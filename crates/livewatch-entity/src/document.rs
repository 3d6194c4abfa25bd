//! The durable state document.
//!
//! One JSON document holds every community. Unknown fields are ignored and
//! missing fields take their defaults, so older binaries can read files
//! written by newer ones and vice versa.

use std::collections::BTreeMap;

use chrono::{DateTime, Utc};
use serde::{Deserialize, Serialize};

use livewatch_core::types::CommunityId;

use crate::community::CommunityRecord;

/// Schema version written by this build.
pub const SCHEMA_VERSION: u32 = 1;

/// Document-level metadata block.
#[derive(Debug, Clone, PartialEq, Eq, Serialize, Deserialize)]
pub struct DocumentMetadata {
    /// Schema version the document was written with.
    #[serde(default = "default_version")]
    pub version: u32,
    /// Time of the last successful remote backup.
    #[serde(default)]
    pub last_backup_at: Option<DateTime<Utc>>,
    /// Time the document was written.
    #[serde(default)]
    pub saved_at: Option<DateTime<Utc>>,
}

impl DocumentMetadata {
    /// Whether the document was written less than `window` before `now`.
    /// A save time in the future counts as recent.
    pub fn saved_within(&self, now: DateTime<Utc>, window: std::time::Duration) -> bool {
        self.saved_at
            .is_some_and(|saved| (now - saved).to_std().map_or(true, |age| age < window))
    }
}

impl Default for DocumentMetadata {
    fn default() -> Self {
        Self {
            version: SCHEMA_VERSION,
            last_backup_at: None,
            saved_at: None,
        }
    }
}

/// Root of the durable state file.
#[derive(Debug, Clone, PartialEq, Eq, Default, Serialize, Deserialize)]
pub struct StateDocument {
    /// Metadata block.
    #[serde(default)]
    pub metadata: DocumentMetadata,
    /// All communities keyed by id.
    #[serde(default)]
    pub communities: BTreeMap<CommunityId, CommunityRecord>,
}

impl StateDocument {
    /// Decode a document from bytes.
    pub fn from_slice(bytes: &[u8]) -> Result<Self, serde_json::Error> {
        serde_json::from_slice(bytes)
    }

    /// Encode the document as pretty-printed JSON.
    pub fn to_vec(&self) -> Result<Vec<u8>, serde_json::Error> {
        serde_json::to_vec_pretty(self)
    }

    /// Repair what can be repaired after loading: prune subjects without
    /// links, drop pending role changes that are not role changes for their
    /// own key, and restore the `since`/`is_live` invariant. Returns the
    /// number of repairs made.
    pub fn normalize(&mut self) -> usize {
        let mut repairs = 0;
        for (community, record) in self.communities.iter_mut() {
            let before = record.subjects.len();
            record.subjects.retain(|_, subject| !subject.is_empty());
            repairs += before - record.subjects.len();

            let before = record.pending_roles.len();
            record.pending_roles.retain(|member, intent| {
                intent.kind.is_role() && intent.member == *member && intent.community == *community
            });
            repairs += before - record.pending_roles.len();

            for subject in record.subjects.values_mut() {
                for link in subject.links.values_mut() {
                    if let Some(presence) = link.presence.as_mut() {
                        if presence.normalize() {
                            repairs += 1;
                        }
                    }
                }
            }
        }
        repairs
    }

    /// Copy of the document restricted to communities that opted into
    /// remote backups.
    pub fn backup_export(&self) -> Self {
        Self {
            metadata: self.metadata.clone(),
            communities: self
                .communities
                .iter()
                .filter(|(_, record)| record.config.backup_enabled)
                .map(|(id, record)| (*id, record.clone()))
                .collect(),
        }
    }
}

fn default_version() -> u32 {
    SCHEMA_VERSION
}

* * *

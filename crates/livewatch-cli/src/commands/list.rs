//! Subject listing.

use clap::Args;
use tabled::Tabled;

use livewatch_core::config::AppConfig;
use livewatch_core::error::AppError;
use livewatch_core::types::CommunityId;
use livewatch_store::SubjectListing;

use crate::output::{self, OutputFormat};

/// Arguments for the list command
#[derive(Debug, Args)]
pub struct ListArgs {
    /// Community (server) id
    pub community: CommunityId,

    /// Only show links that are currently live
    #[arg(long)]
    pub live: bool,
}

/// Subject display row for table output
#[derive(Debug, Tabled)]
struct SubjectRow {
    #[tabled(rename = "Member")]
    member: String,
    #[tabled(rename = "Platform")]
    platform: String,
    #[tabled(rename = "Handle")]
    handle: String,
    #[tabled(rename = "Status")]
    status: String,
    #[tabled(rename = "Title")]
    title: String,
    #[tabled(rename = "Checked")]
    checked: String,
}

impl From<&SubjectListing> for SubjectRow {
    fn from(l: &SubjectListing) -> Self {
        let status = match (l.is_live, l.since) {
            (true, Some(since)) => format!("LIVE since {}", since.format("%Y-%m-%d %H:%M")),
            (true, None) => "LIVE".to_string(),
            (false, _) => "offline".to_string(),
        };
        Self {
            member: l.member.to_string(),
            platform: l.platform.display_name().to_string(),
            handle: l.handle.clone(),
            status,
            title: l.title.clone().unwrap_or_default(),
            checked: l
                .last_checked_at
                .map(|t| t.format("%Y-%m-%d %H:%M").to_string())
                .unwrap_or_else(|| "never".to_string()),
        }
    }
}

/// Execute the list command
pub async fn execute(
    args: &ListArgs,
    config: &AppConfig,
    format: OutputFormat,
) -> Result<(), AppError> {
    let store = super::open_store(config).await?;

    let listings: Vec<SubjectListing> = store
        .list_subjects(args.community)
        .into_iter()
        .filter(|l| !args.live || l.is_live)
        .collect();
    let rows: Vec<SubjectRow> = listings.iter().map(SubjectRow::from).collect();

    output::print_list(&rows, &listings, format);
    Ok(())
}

WORK INSTRUCTIONS: Across all the records, find the lines containing the word "StateDocument" and reproduce each one.

RESULT OF THIS TASK:
pub struct StateDocument {
impl StateDocument {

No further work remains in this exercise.